Kyle Chalmers is a vision of calm just days out from the start of the swimming world championships in Korea, where his 100-metre freestyle showdown with America's latest star Caeleb Dressel will be among the most-hyped races of the eight-day meet.

At this point, the Olympic champion is more concerned about whether to channel Mark Spitz and leave in place the moustache he's been carefully cultivating for the past month. He's not convinced it would slow him down even a fraction of a second, so prepare for a potential throwback statement on pool deck.

Rise and shine: Kyle Chalmers is ready to fire at the world championships.Credit:AAP

Chalmers can feel relaxed because, by this point, the work has been done and done well. He's in career-best shape, having trimmed almost three kilograms from his hulking physique, and arrives in the Korean city of Gwangju ready to throw down with his key rivals ahead of next year's Tokyo Olympic Games.

Dressel sits on top of that list. A swaggering sprinter from Florida with a huge eagle tattooed on his shoulder, Dressel won seven medals at the 2017 world championships and has been anointed the next Team USA giant in the post-Phelps era.

They are impossible shoes to fill and Dressel knows it. He does everything he can to avoid the comparisons, but the expectations on his shoulders are mighty. His 100m freestyle best for 2019 only has him ranked eighth, while Chalmers owns two of the three fastest times.

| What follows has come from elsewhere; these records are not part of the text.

//! Catalog reads: `GET /products`, `GET /products/:id`.

use std::sync::Arc;

use mangaverse_core::ProductId;
use tracing::{debug, instrument};

use super::types::Product;
use super::{ApiClient, ApiError, CacheValue, not_found_as};

impl ApiClient {
    /// List the whole catalog.
    ///
    /// # Errors
    ///
    /// Returns an error if the request fails or the body is not a product list.
    #[instrument(skip(self))]
    pub async fn list_products(&self) -> Result<Vec<Product>, ApiError> {
        let cache_key = "products".to_string();

        if let Some(CacheValue::Products(products)) = self.inner.cache.get(&cache_key).await {
            debug!("Cache hit for product list");
            return Ok(products.as_ref().clone());
        }

        let products: Vec<Product> = self.send(self.get(&["products"])?).await?;
        debug!(count = products.len(), "fetched product list");

        self.inner
            .cache
            .insert(cache_key, CacheValue::Products(Arc::new(products.clone())))
            .await;

        Ok(products)
    }

    /// Fetch one product.
    ///
    /// # Errors
    ///
    /// Returns [`ApiError::NotFound`] for unknown ids, or another error if the
    /// request fails.
    #[instrument(skip(self), fields(product_id = %id))]
    pub async fn product(&self, id: &ProductId) -> Result<Product, ApiError> {
        let cache_key = format!("product:{id}");

        if let Some(CacheValue::Product(product)) = self.inner.cache.get(&cache_key).await {
            debug!("Cache hit for product");
            return Ok(product.as_ref().clone());
        }

        let product: Product = self
            .send(self.get(&["products", id.as_str()])?)
            .await
            .map_err(|e| not_found_as(e, || format!("product {id}")))?;

        self.inner
            .cache
            .insert(cache_key, CacheValue::Product(Arc::new(product.clone())))
            .await;

        Ok(product)
    }
}
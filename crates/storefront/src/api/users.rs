//! Account endpoints under `/users`.

use tracing::instrument;

use super::types::{
    ForgotPasswordRequest, LoginRequest, LoginResponse, MessageResponse, RegisterRequest,
    RegisterResponse, ResetPasswordRequest,
};
use super::{ApiClient, ApiError};

impl ApiClient {
    /// # Errors
    ///
    /// Returns an error if the request fails or the credentials are rejected.
    #[instrument(skip(self, password))]
    pub async fn login(&self, email: &str, password: &str) -> Result<LoginResponse, ApiError> {
        self.send(
            self.post(&["users", "login"])?
                .json(&LoginRequest { email, password }),
        )
        .await
    }

    /// # Errors
    ///
    /// Returns an error if the request fails or the server refuses the account.
    #[instrument(skip(self, password))]
    pub async fn register(
        &self,
        name: &str,
        email: &str,
        password: &str,
    ) -> Result<RegisterResponse, ApiError> {
        self.send(self.post(&["users", "register"])?.json(&RegisterRequest {
            name,
            email,
            password,
        }))
        .await
    }

    /// Ask for a reset link. The server answers the same way whether or not
    /// the account exists.
    ///
    /// # Errors
    ///
    /// Returns an error if the request fails.
    #[instrument(skip(self))]
    pub async fn forgot_password(&self, email: &str) -> Result<MessageResponse, ApiError> {
        self.send(
            self.post(&["users", "forgot-password"])?
                .json(&ForgotPasswordRequest { email }),
        )
        .await
    }

    /// # Errors
    ///
    /// Returns an error if the request fails or the reset token is invalid.
    #[instrument(skip_all)]
    pub async fn reset_password(
        &self,
        reset_token: &str,
        password: &str,
    ) -> Result<MessageResponse, ApiError> {
        self.send(
            self.put(&["users", "reset-password", reset_token])?
                .json(&ResetPasswordRequest { password }),
        )
        .await
    }
}
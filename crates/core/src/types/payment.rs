//! Validated payment form fields.
//!
//! Each newtype can only be built through its `parse` function, so a value of
//! that type is proof the field passed checkout validation.

use core::fmt;

use serde::{Deserialize, Serialize};
use thiserror::Error;

/// Errors produced while validating payment fields.
#[derive(Error, Debug, Clone, PartialEq, Eq)]
pub enum PaymentFieldError {
    /// Card expiry is not `MM/YY` with a month from 01 to 12.
    #[error("Invalid expiry date format (MM/YY).")]
    InvalidExpiry,
    /// CVV is not 3 or 4 digits.
    #[error("Invalid CVV format (3 or 4 digits).")]
    InvalidCvv,
    /// Phone number is not a Kenyan mobile number in international format.
    #[error(
        "Invalid M-Pesa phone number format. Must be 2547XXXXXXXX, 25410XXXXXXX, or 25411XXXXXXX (12 digits)."
    )]
    InvalidMpesaPhone,
}

/// Card expiry month and two-digit year.
#[derive(Debug, Clone, Copy, PartialEq, Eq, Hash)]
pub struct CardExpiry {
    month: u8,
    year: u8,
}

impl CardExpiry {
    /// Parse `MM/YY`. The slash may be omitted (`MMYY`), as card forms often
    /// strip it while the user types.
    ///
    /// # Errors
    ///
    /// Returns [`PaymentFieldError::InvalidExpiry`] for anything else.
    ///
    /// ```
    /// use mangaverse_core::CardExpiry;
    ///
    /// assert!(CardExpiry::parse("09/26").is_ok());
    /// assert!(CardExpiry::parse("13/25").is_err());
    /// ```
    pub fn parse(input: &str) -> Result<Self, PaymentFieldError> {
        let bytes = input.as_bytes();
        let (mm, yy) = match bytes {
            [m1, m2, b'/', y1, y2] | [m1, m2, y1, y2] => ([*m1, *m2], [*y1, *y2]),
            _ => return Err(PaymentFieldError::InvalidExpiry),
        };
        let month = two_digits(mm).ok_or(PaymentFieldError::InvalidExpiry)?;
        let year = two_digits(yy).ok_or(PaymentFieldError::InvalidExpiry)?;
        if !(1..=12).contains(&month) {
            return Err(PaymentFieldError::InvalidExpiry);
        }
        Ok(Self { month, year })
    }

    /// Month, 1 to 12.
    #[must_use]
    pub const fn month(&self) -> u8 {
        self.month
    }

    /// Two-digit year.
    #[must_use]
    pub const fn year(&self) -> u8 {
        self.year
    }
}

fn two_digits(pair: [u8; 2]) -> Option<u8> {
    let [tens, ones] = pair;
    if tens.is_ascii_digit() && ones.is_ascii_digit() {
        Some((tens - b'0') * 10 + (ones - b'0'))
    } else {
        None
    }
}

impl fmt::Display for CardExpiry {
    fn fmt(&self, f: &mut fmt::Formatter<'_>) -> fmt::Result {
        write!(f, "{:02}/{:02}", self.month, self.year)
    }
}

impl Serialize for CardExpiry {
    fn serialize<S: serde::Serializer>(&self, serializer: S) -> Result<S::Ok, S::Error> {
        serializer.collect_str(self)
    }
}

impl<'de> Deserialize<'de> for CardExpiry {
    fn deserialize<D: serde::Deserializer<'de>>(deserializer: D) -> Result<Self, D::Error> {
        let raw = String::deserialize(deserializer)?;
        Self::parse(&raw).map_err(serde::de::Error::custom)
    }
}

/// Card verification value, 3 or 4 digits.
#[derive(Clone, PartialEq, Eq, Serialize)]
#[serde(transparent)]
pub struct Cvv(String);

impl Cvv {
    /// Parse a CVV.
    ///
    /// # Errors
    ///
    /// Returns [`PaymentFieldError::InvalidCvv`] unless the input is 3-4 ASCII digits.
    pub fn parse(input: &str) -> Result<Self, PaymentFieldError> {
        let valid = (3..=4).contains(&input.len()) && input.bytes().all(|b| b.is_ascii_digit());
        if valid {
            Ok(Self(input.to_owned()))
        } else {
            Err(PaymentFieldError::InvalidCvv)
        }
    }

    /// The digits.
    #[must_use]
    pub fn as_str(&self) -> &str {
        &self.0
    }
}

impl fmt::Debug for Cvv {
    fn fmt(&self, f: &mut fmt::Formatter<'_>) -> fmt::Result {
        f.write_str("Cvv([REDACTED])")
    }
}

/// Card fields collected by the credit card form.
///
/// `Debug` masks the card number and CVV so they never reach the logs.
#[derive(Clone, PartialEq, Eq, Serialize)]
#[serde(rename_all = "camelCase")]
pub struct CardDetails {
    pub card_number: String,
    #[serde(rename = "expiryDate")]
    pub expiry: CardExpiry,
    pub cvv: Cvv,
}

impl CardDetails {
    /// Last four characters of the card number, for display.
    #[must_use]
    pub fn last_four(&self) -> &str {
        let start = self
            .card_number
            .char_indices()
            .rev()
            .nth(3)
            .map_or(0, |(idx, _)| idx);
        self.card_number.get(start..).unwrap_or_default()
    }
}

impl fmt::Debug for CardDetails {
    fn fmt(&self, f: &mut fmt::Formatter<'_>) -> fmt::Result {
        f.debug_struct("CardDetails")
            .field("card_number", &format_args!("**** {}", self.last_four()))
            .field("expiry", &self.expiry)
            .field("cvv", &self.cvv)
            .finish()
    }
}

/// Kenyan mobile number in international format, as required by M-Pesa.
///
/// `254` followed by a `7`, `10` or `11` subscriber prefix, 12 digits in total.
#[derive(Debug, Clone, PartialEq, Eq, Hash, Serialize)]
#[serde(transparent)]
pub struct MpesaPhone(String);

impl MpesaPhone {
    /// Total digit count of a valid number.
    pub const LENGTH: usize = 12;

    /// Parse an M-Pesa phone number.
    ///
    /// # Errors
    ///
    /// Returns [`PaymentFieldError::InvalidMpesaPhone`] if the number is not
    /// 12 digits of the form `2547…`, `25410…` or `25411…`.
    ///
    /// ```
    /// use mangaverse_core::MpesaPhone;
    ///
    /// assert!(MpesaPhone::parse("254712345678").is_ok());
    /// assert!(MpesaPhone::parse("254712345").is_err());
    /// ```
    pub fn parse(input: &str) -> Result<Self, PaymentFieldError> {
        let all_digits = input.bytes().all(|b| b.is_ascii_digit());
        let subscriber = input.strip_prefix("254").unwrap_or_default();
        let known_prefix = ["7", "10", "11"]
            .iter()
            .any(|prefix| subscriber.starts_with(prefix));

        if all_digits && input.len() == Self::LENGTH && known_prefix {
            Ok(Self(input.to_owned()))
        } else {
            Err(PaymentFieldError::InvalidMpesaPhone)
        }
    }

    /// The digits.
    #[must_use]
    pub fn as_str(&self) -> &str {
        &self.0
    }
}

impl fmt::Display for MpesaPhone {
    fn fmt(&self, f: &mut fmt::Formatter<'_>) -> fmt::Result {
        f.write_str(&self.0)
    }
}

Living in reverse: Kyle Chalmers was just 17 when he won Olympic gold in Rio.Credit:AP

Even so, it will be Dressel who starts a heavy favourite. That's an ideal scenario for Chalmers.

"I’m happy to be the underdog and let the pressure and the eyes be on him," Chalmers said. "The more pressure the Americans put on him, the better. It doesn’t really worry me.

"To me, he’s just another swimmer and another guy in the marshalling room. I don’t really take in who my competitors are or been hugely involved in swimming in that regard. I’ve raced him a couple of times and managed to be successful. I swim to win, so hopefully I get that opportunity here and we go head-to-head."

Chalmers beat Dressel at last year's Pan Pacs, even though he felt well off the pace at that meet and had all but resigned himself to a poor swim in the finals. Instead, it was the race that relaunched his career after the dizzying highs of Rio, and he has barely looked back.

"It was huge [Pan Pacs]," Chalmers said. "I doubted myself a little bit going into the meet. It was probably the first time I went into a meet thinking, ‘I probably can’t win this race’. In the final, I turned eighth, which was a new record for me.

"To win, to beat Dressel, it gave me that belief that I’m still one of the best sprinters and it gave me a really good push. Once I cracked that 48-second mark again, I’ve been full of belief."

Moving in with girlfriend and fellow Dolphins squad member Madison Wilson in April last year was a major life moment for Chalmers, but it also came with an added dose of Uber Eats. Now he's eating better and has turned into a leaner, meaner swimming machine.

"It’s something I’ve definitely been working on, my leanness," Chalmers said. "Last year, at Comm Games and Pan Pacs, I was a bit on the heavier side. I raced at about 95kg and I’m down to about 92.5kg at the moment.

"It’s diet. I moved out of home in April last year and moved in with Madi. You end up getting Uber Eats and making things a bit easier. It’s about making the right choices and not snacking on the bad stuff as much. The training I’ve been doing is harder than last year and I’ve been focused on having a good world champs."

The scary thing about Chalmers is that, at 21, he still has so much more to give. He must improve on his morning swims, given that will be when the finals are swum in Tokyo, knows his technique is still scratchy in places and has tried to add speed to the first 50m of his races to keep up with the likes of Dressel, who takes it out like he's been shot from a cannon.

"I’ve done all right so far – just an Aussie punter trying to get through," Chalmers joked. "I can always play country footy.

"But that’s always been a huge thing for me. I won in Rio, but I knew there were so many things I could work on to be a better swimmer and better athlete. That’s always been exciting … what can I reach and what can I do. There are still plenty of things I can do to be even better next year in Tokyo."